┌──

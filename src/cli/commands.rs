//! CLI command implementations
//!
//! Every command except `init` requires an initialized storage directory.
//! Results are returned as JSON values; `run` prints them.

use std::fs::{self, File};
use std::io;
use std::path::Path;
use std::sync::Arc;

use serde_json::{json, Value};

use crate::archive::{
    DeletionSelector, DirectoryWorkspace, ElementStore, FileClaimStore, FileSystemElementStore,
    Source, StoragePath, Version, VersionAllocator,
};
use crate::config::ArchiveConfig;
use crate::observability::{log_event_with_fields, Event};
use crate::persistence::FileLock;
use crate::transitions::{FileTransitionStore, TransitionQuery, TransitionStore};

use super::args::{Cli, Command};
use super::errors::{CliError, CliResult};
use super::io::write_response;

/// Main CLI entry point
///
/// Parses arguments and dispatches to the appropriate command.
/// This is the only function that main.rs should call.
pub fn run() -> CliResult<()> {
    let cli = Cli::parse_args();
    let result = run_command(&cli.config, cli.command)?;
    write_response(result)
}

/// Run one command against the configuration at `config_path`
pub fn run_command(config_path: &Path, cmd: Command) -> CliResult<Value> {
    let config = ArchiveConfig::load(config_path)?;
    let config_dir = config_path.display().to_string();
    log_event_with_fields(Event::ConfigLoaded, &[("path", config_dir.as_str())]);

    if let Command::Init = cmd {
        return init(&config);
    }
    if !is_initialized(&config) {
        return Err(CliError::not_initialized());
    }

    match cmd {
        Command::Init => init(&config),
        Command::Claim { unit } => claim(&config, &unit),
        Command::Put {
            unit,
            version,
            asset,
            source,
            extension,
        } => put(&config, &unit, version, &asset, &source, extension),
        Command::Copy {
            unit,
            asset,
            from_version,
            to_version,
        } => copy(&config, &unit, &asset, from_version, to_version),
        Command::Get {
            unit,
            version,
            asset,
            output,
        } => get(&config, &unit, version, &asset, &output),
        Command::Contains {
            unit,
            version,
            asset,
        } => contains(&config, &unit, version, &asset),
        Command::Delete { unit, version } => delete(&config, &unit, version),
        Command::Usage => usage(&config),
        Command::Transitions { target, pending } => transitions(&config, target, pending),
    }
}

fn is_initialized(config: &ArchiveConfig) -> bool {
    config.state_root().is_dir() && config.archive_root().is_dir()
}

/// Create the archive, workspace and state directories
pub fn init(config: &ArchiveConfig) -> CliResult<Value> {
    if is_initialized(config) {
        return Err(CliError::already_initialized());
    }

    let dirs = [
        config.archive_root(),
        config.workspace_root(),
        config.state_root(),
        config.manifest_dir(),
    ];
    for dir in &dirs {
        fs::create_dir_all(dir).map_err(|e| {
            CliError::io_error(format!("Failed to create {}: {}", dir.display(), e))
        })?;
    }

    Ok(json!({
        "archive_root": config.archive_root(),
        "workspace": config.workspace_root(),
        "state": config.state_root(),
    }))
}

fn open_store(config: &ArchiveConfig) -> CliResult<FileSystemElementStore> {
    let workspace = Arc::new(DirectoryWorkspace::new(config.workspace_root()));
    Ok(FileSystemElementStore::open(config.archive_root(), workspace)?)
}

fn element_path(config: &ArchiveConfig, unit: &str, version: u64, asset: &str) -> StoragePath {
    StoragePath::new(&config.organization, unit, Version::new(version), asset)
}

/// Claims are loaded, advanced and saved under the claims lock, so
/// concurrent processes never hand out the same version.
fn claim(config: &ArchiveConfig, unit: &str) -> CliResult<Value> {
    let _lock = FileLock::acquire(config.claims_lock_path())?;
    let allocator = VersionAllocator::new(Arc::new(FileClaimStore::open(config.claims_path())?));
    let version = allocator.claim_next(unit)?;

    Ok(json!({ "unit": unit, "version": version }))
}

fn put(
    config: &ArchiveConfig,
    unit: &str,
    version: u64,
    asset: &str,
    source: &str,
    extension: Option<String>,
) -> CliResult<Value> {
    let _lock = FileLock::acquire(config.archive_lock_path())?;
    let store = open_store(config)?;
    let mut path = element_path(config, unit, version, asset);
    if let Some(extension) = extension {
        path = path.with_extension(extension);
    }
    store.put(&path, &Source::new(source))?;

    Ok(json!({ "uri": path.to_uri() }))
}

fn copy(
    config: &ArchiveConfig,
    unit: &str,
    asset: &str,
    from_version: u64,
    to_version: u64,
) -> CliResult<Value> {
    let _lock = FileLock::acquire(config.archive_lock_path())?;
    let store = open_store(config)?;
    let from = element_path(config, unit, from_version, asset);
    let to = element_path(config, unit, to_version, asset);

    if !store.copy(&from, &to)? {
        return Err(CliError::not_found(format!("No element at {}", from.to_uri())));
    }
    Ok(json!({ "uri": to.to_uri() }))
}

fn get(config: &ArchiveConfig, unit: &str, version: u64, asset: &str, output: &Path) -> CliResult<Value> {
    let store = open_store(config)?;
    let path = element_path(config, unit, version, asset);

    let mut stream = store
        .get(&path)?
        .ok_or_else(|| CliError::not_found(format!("No element at {}", path.to_uri())))?;
    let mut file = File::create(output)?;
    let bytes = io::copy(&mut stream, &mut file)?;

    Ok(json!({ "bytes": bytes, "output": output }))
}

fn contains(config: &ArchiveConfig, unit: &str, version: u64, asset: &str) -> CliResult<Value> {
    let store = open_store(config)?;
    let found = store.contains(&element_path(config, unit, version, asset))?;
    Ok(json!({ "contains": found }))
}

fn delete(config: &ArchiveConfig, unit: &str, version: Option<u64>) -> CliResult<Value> {
    let _lock = FileLock::acquire(config.archive_lock_path())?;
    let store = open_store(config)?;
    let selector = match version {
        Some(v) => DeletionSelector::version(&config.organization, unit, Version::new(v)),
        None => DeletionSelector::all(&config.organization, unit),
    };
    let deleted = store.delete(&selector)?;
    Ok(json!({ "deleted": deleted }))
}

fn usage(config: &ArchiveConfig) -> CliResult<Value> {
    let store = open_store(config)?;
    Ok(json!({
        "used_bytes": store.used_space(),
        "usable_bytes": store.usable_space(),
        "total_bytes": store.total_space(),
    }))
}

fn transitions(config: &ArchiveConfig, target: Option<String>, pending: bool) -> CliResult<Value> {
    let store = FileTransitionStore::open(config.transitions_path())?;
    let mut query = TransitionQuery::new();
    if let Some(target) = target {
        query = query.with_target_id(target);
    }
    if pending {
        query = query.with_done(false);
    }
    let found = store.find(&config.organization, &query)?;
    Ok(serde_json::to_value(found)?)
}

#[cfg(test)]
mod tests {
    use super::*;
    use tempfile::TempDir;

    fn setup() -> (TempDir, std::path::PathBuf) {
        let temp = TempDir::new().unwrap();
        let config_path = temp.path().join("arcvault.json");
        ArchiveConfig::new(temp.path().join("storage").display().to_string())
            .save(&config_path)
            .unwrap();
        (temp, config_path)
    }

    #[test]
    fn test_commands_require_init() {
        let (_temp, config_path) = setup();

        let err = run_command(&config_path, Command::Usage).unwrap_err();
        assert_eq!(err.code_str(), "ARCV_CLI_NOT_INITIALIZED");

        run_command(&config_path, Command::Init).unwrap();
        let err = run_command(&config_path, Command::Init).unwrap_err();
        assert_eq!(err.code_str(), "ARCV_CLI_ALREADY_INITIALIZED");
    }

    #[test]
    fn test_claim_put_copy_get_delete() {
        let (temp, config_path) = setup();
        run_command(&config_path, Command::Init).unwrap();

        let claimed = run_command(&config_path, Command::Claim { unit: "U1".into() }).unwrap();
        assert_eq!(claimed["version"], 0);
        let claimed = run_command(&config_path, Command::Claim { unit: "U1".into() }).unwrap();
        assert_eq!(claimed["version"], 1);

        let inbox = temp.path().join("storage/workspace/inbox");
        fs::create_dir_all(&inbox).unwrap();
        fs::write(inbox.join("a.mp4"), b"video").unwrap();

        let stored = run_command(
            &config_path,
            Command::Put {
                unit: "U1".into(),
                version: 1,
                asset: "a".into(),
                source: "inbox/a.mp4".into(),
                extension: None,
            },
        )
        .unwrap();
        assert_eq!(stored["uri"], "archive://mh_default_org/U1/1/a");

        run_command(
            &config_path,
            Command::Copy {
                unit: "U1".into(),
                asset: "a".into(),
                from_version: 1,
                to_version: 2,
            },
        )
        .unwrap();

        let output = temp.path().join("out.mp4");
        let fetched = run_command(
            &config_path,
            Command::Get {
                unit: "U1".into(),
                version: 2,
                asset: "a".into(),
                output: output.clone(),
            },
        )
        .unwrap();
        assert_eq!(fetched["bytes"], 5);
        assert_eq!(fs::read(&output).unwrap(), b"video");

        let deleted = run_command(
            &config_path,
            Command::Delete {
                unit: "U1".into(),
                version: None,
            },
        )
        .unwrap();
        assert_eq!(deleted["deleted"], true);

        let found = run_command(
            &config_path,
            Command::Contains {
                unit: "U1".into(),
                version: 1,
                asset: "a".into(),
            },
        )
        .unwrap();
        assert_eq!(found["contains"], false);
    }

    #[test]
    fn test_concurrent_claims_get_distinct_versions() {
        const CLAIMERS: u64 = 8;
        let (_temp, config_path) = setup();
        run_command(&config_path, Command::Init).unwrap();

        // Each claim opens its own claim store, as separate processes do
        let handles: Vec<_> = (0..CLAIMERS)
            .map(|_| {
                let config_path = config_path.clone();
                std::thread::spawn(move || {
                    let claimed =
                        run_command(&config_path, Command::Claim { unit: "U1".into() }).unwrap();
                    claimed["version"].as_u64().unwrap()
                })
            })
            .collect();

        let versions: std::collections::BTreeSet<u64> =
            handles.into_iter().map(|h| h.join().unwrap()).collect();
        assert_eq!(versions, (0..CLAIMERS).collect::<std::collections::BTreeSet<_>>());

        let next = run_command(&config_path, Command::Claim { unit: "U1".into() }).unwrap();
        assert_eq!(next["version"], CLAIMERS);
    }

    #[test]
    fn test_copy_of_missing_element() {
        let (_temp, config_path) = setup();
        run_command(&config_path, Command::Init).unwrap();

        let err = run_command(
            &config_path,
            Command::Copy {
                unit: "U1".into(),
                asset: "a".into(),
                from_version: 0,
                to_version: 1,
            },
        )
        .unwrap_err();
        assert_eq!(err.code_str(), "ARCV_CLI_NOT_FOUND");
    }

    #[test]
    fn test_usage_and_empty_transitions() {
        let (_temp, config_path) = setup();
        run_command(&config_path, Command::Init).unwrap();

        let usage = run_command(&config_path, Command::Usage).unwrap();
        assert_eq!(usage["used_bytes"], 0);

        let listed = run_command(
            &config_path,
            Command::Transitions {
                target: None,
                pending: true,
            },
        )
        .unwrap();
        assert_eq!(listed["episode_transitions"], json!([]));
        assert_eq!(listed["series_transitions"], json!([]));
    }
}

└──

» **What you will do**
In the entries above, find the line with "unit, Version::new(version), asset)" and the line with "let _lock = FileLock::acquire(config.claims_lock_path())?;", then restate word for word both of them and every line between, with nothing more.

» **Reply**
    StoragePath::new(&config.organization, unit, Version::new(version), asset)
}

/// Claims are loaded, advanced and saved under the claims lock, so
/// concurrent processes never hand out the same version.
fn claim(config: &ArchiveConfig, unit: &str) -> CliResult<Value> {
    let _lock = FileLock::acquire(config.claims_lock_path())?;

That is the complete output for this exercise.